No caso trazido a exame, acerca da possibilidade ou não de um prefeito nomear sua própria esposa, servidora efetiva, admitida mediante concurso público anteriormente à posse do marido como chefe do Poder Executivo local, para cargo em comissão ou de confiança, a singela leitura da súmula não responde à questão suscitada.

A uma, porque a hipótese de nomeação de servidor de carreira não está expressamente excepcionada pela súmula. A duas, porque a súmula – segundo esclarecimentos do Supremo em julgamentos posteriores à sua edição – excepcionaria apenas a nomeação para cargo próprio de "agente político", como secretário municipal ou estadual, mas é certo que também essa exceção não foi contemplada pelo texto.

Assim, para obter a resposta, impõe-se reconstituir a evolução do tema ao longo do tempo.

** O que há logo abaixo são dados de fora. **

//! Condition DSL.
//!
//! Helpers produce [`Cond`] values: a SQL fragment with `?` positional
//! placeholders plus its arguments. Conditions compose with [`and`] / [`or`]
//! and feed builders (`filter_cond`) and repositories (`find`, `count`, …);
//! the final `?` → `$N` conversion happens in one pass at materialization.

use chrono::{DateTime, Days, NaiveDate, NaiveTime, Utc};

use crate::ident::quote_qualified;
use crate::value::{Arg, IntoArg};

/// A composable WHERE fragment: `?`-placeholder SQL plus arguments.
#[derive(Debug, Clone)]
pub struct Cond {
    expr: String,
    args: Vec<Arg>,
}

impl Cond {
    /// The fragment text, with `?` placeholders.
    pub fn expr(&self) -> &str {
        &self.expr
    }

    /// The fragment's arguments, in placeholder order.
    pub fn args(&self) -> &[Arg] {
        &self.args
    }

    /// Decompose into `(expr, args)`.
    pub fn into_parts(self) -> (String, Vec<Arg>) {
        (self.expr, self.args)
    }
}

fn cmp(column: &str, op: &str, value: impl IntoArg) -> Cond {
    Cond {
        expr: format!("{} {op} ?", quote_qualified(column)),
        args: vec![value.into_arg()],
    }
}

/// `column = ?`
pub fn eq(column: &str, value: impl IntoArg) -> Cond {
    cmp(column, "=", value)
}

/// `column != ?`
pub fn ne(column: &str, value: impl IntoArg) -> Cond {
    cmp(column, "!=", value)
}

/// `column > ?`
pub fn gt(column: &str, value: impl IntoArg) -> Cond {
    cmp(column, ">", value)
}

/// `column >= ?`
pub fn ge(column: &str, value: impl IntoArg) -> Cond {
    cmp(column, ">=", value)
}

/// `column < ?`
pub fn lt(column: &str, value: impl IntoArg) -> Cond {
    cmp(column, "<", value)
}

/// `column <= ?`
pub fn le(column: &str, value: impl IntoArg) -> Cond {
    cmp(column, "<=", value)
}

/// `column IN (?, …)`. An empty sequence yields `1=0`.
pub fn in_list<I, T>(column: &str, values: I) -> Cond
where
    I: IntoIterator<Item = T>,
    T: IntoArg,
{
    let args: Vec<Arg> = values.into_iter().map(IntoArg::into_arg).collect();
    if args.is_empty() {
        return raw("1=0", Vec::new());
    }
    let placeholders = vec!["?"; args.len()].join(", ");
    Cond {
        expr: format!("{} IN ({placeholders})", quote_qualified(column)),
        args,
    }
}

/// A raw fragment with explicit arguments. The text is trusted as-is.
pub fn raw(expr: impl Into<String>, args: Vec<Arg>) -> Cond {
    Cond {
        expr: expr.into(),
        args,
    }
}

/// `column BETWEEN ? AND ?`
pub fn between(column: &str, from: impl IntoArg, to: impl IntoArg) -> Cond {
    Cond {
        expr: format!("{} BETWEEN ? AND ?", quote_qualified(column)),
        args: vec![from.into_arg(), to.into_arg()],
    }
}

/// Half-open timestamp window: `column >= ? AND column < ?`.
pub fn date_range(column: &str, from: DateTime<Utc>, to: DateTime<Utc>) -> Cond {
    let quoted = quote_qualified(column);
    Cond {
        expr: format!("{quoted} >= ? AND {quoted} < ?"),
        args: vec![from.into_arg(), to.into_arg()],
    }
}

/// A single UTC calendar day as a half-open window
/// `[midnight, next midnight)`.
pub fn on_date(column: &str, date: NaiveDate) -> Cond {
    let start = date.and_time(NaiveTime::MIN).and_utc();
    let end = date
        .checked_add_days(Days::new(1))
        .unwrap_or(date)
        .and_time(NaiveTime::MIN)
        .and_utc();
    date_range(column, start, end)
}

fn join(conds: Vec<Cond>, sep: &str, empty: &str) -> Cond {
    if conds.is_empty() {
        return raw(empty, Vec::new());
    }
    let mut expr = String::new();
    let mut args = Vec::new();
    for (i, cond) in conds.into_iter().enumerate() {
        if i > 0 {
            expr.push_str(sep);
        }
        expr.push('(');
        expr.push_str(&cond.expr);
        expr.push(')');
        args.extend(cond.args);
    }
    Cond { expr, args }
}

/// Conjunction; each part parenthesized. Empty input yields `1=1`.
pub fn and(conds: Vec<Cond>) -> Cond {
    join(conds, " AND ", "1=1")
}

/// Disjunction; each part parenthesized. Empty input yields `1=0`.
pub fn or(conds: Vec<Cond>) -> Cond {
    join(conds, " OR ", "1=0")
}

#[cfg(test)]
mod tests {
    use super::*;

    #[test]
    fn primitives_quote_columns() {
        let c = eq("email", "a@x");
        assert_eq!(c.expr(), r#""email" = ?"#);
        assert_eq!(c.args().len(), 1);

        let c = gt("u.age", 18_i32);
        assert_eq!(c.expr(), r#""u"."age" > ?"#);
    }

    #[test]
    fn in_list_renders_placeholders() {
        let c = in_list("id", [1_i64, 2, 3]);
        assert_eq!(c.expr(), r#""id" IN (?, ?, ?)"#);
        assert_eq!(c.args().len(), 3);
    }

    #[test]
    fn empty_in_list_is_false() {
        let c = in_list("id", Vec::<i64>::new());
        assert_eq!(c.expr(), "1=0");
        assert!(c.args().is_empty());
    }

    #[test]
    fn and_wraps_each_part() {
        let c = and(vec![eq("a", 1_i64), ne("b", 2_i64)]);
        assert_eq!(c.expr(), r#"("a" = ?) AND ("b" != ?)"#);
        assert_eq!(c.args().len(), 2);
    }

    #[test]
    fn empty_combinators() {
        assert_eq!(and(vec![]).expr(), "1=1");
        assert_eq!(or(vec![]).expr(), "1=0");
    }

    #[test]
    fn or_joins_with_or() {
        let c = or(vec![eq("a", 1_i64), eq("a", 2_i64)]);
        assert_eq!(c.expr(), r#"("a" = ?) OR ("a" = ?)"#);
    }

    #[test]
    fn between_binds_two() {
        let c = between("age", 10_i32, 20_i32);
        assert_eq!(c.expr(), r#""age" BETWEEN ? AND ?"#);
        assert_eq!(c.args().len(), 2);
    }

    #[test]
    fn on_date_is_half_open_utc_day() {
        let day = NaiveDate::from_ymd_opt(2024, 3, 1).unwrap();
        let c = on_date("created_at", day);
        assert_eq!(c.expr(), r#""created_at" >= ? AND "created_at" < ?"#);
        let rendered = format!("{:?}", c.args());
        assert!(rendered.contains("2024-03-01"));
        assert!(rendered.contains("2024-03-02"));
    }
}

A inserção mais remota de vedação ao nepotismo de que se tem notícia data da introdução respectiva no Regimento Interno do próprio Supremo Tribunal Federal, que no §7º de seu art. 355 já vinha tratando como excepcional a situação do servidor efetivo:

"Art. 355 (...)

§7º - Salvo se funcionário efetivo do Tribunal, não poderá ser nomeado para cargo em comissão, ou designado para função gratificada, cônjuge ou parente, em linha reta ou colateral, até terceiro grau, inclusive, de qualquer dos Ministros em atividade".

Na esteira dessa normatização, o Regime Jurídico dos Servidores do Poder Judiciário da União (Lei nº 9.427/96), em seu art. 10, passou a vedar a nomeação de cônjuge, companheiro ou de parentes até o terceiro grau, pelos membros de tribunais e juízes, a eles vinculados, ressalvando os servidores ocupantes de cargos de provimento efetivo das carreiras judiciárias.

A Lei Estadual nº 3.899, de 19 de julho de 2002, que dispôs sobre o quadro permanente de serviços auxiliares do Ministério Público do Estado do Rio de Janeiro, estatuiu, em seu art. 25, que "é vedada a nomeação ou designação para exercer Cargo em Comissão de cônjuge, companheiro ou parente até o 3º (terceiro) grau, inclusive, de membros do Ministério Público, salvo se servidor do Quadro Permanente dos Serviços Auxiliares, caso em que a vedação é restrita à nomeação ou designação para servir junto ao membro determinante da incompatibilidade".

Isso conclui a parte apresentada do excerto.